Dataset entries
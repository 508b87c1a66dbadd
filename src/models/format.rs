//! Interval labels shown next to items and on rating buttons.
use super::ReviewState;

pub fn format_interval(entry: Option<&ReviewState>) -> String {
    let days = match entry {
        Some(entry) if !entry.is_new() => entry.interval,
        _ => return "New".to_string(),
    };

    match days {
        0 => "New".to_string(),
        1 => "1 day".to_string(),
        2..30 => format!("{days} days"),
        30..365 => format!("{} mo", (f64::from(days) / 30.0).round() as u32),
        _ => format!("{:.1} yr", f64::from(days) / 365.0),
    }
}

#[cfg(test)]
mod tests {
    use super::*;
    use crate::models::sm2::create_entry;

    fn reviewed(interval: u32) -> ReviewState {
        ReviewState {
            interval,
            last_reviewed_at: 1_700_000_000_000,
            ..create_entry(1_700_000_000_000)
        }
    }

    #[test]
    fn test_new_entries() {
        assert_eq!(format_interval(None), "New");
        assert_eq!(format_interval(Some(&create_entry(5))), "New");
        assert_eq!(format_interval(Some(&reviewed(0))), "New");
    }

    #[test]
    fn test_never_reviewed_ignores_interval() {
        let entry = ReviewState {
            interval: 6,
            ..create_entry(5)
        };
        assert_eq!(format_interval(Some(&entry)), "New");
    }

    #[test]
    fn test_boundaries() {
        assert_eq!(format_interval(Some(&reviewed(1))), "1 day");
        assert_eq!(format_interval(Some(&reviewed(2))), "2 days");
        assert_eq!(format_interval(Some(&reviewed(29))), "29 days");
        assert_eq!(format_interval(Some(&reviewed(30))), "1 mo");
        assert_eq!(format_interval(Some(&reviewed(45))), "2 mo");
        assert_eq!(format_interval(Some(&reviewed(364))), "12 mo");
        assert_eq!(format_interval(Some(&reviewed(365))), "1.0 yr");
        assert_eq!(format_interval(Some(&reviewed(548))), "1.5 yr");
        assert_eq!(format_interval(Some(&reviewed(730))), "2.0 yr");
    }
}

...

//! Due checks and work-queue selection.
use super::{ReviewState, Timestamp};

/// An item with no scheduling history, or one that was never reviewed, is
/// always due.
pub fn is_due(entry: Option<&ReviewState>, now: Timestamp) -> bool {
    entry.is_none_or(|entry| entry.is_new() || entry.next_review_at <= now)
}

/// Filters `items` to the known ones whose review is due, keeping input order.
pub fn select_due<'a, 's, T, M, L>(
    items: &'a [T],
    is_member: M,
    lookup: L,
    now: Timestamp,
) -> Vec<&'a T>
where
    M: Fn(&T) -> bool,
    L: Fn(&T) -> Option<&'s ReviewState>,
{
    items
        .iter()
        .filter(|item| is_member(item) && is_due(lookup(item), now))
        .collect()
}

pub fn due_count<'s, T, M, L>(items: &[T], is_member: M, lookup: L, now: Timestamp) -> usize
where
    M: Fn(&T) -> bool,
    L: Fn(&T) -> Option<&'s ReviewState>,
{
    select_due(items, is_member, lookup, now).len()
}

Work item:
Copy out the lines of the data where the word "super" can be found.

Response box:
use super::ReviewState;
    use super::*;
use super::{ReviewState, Timestamp};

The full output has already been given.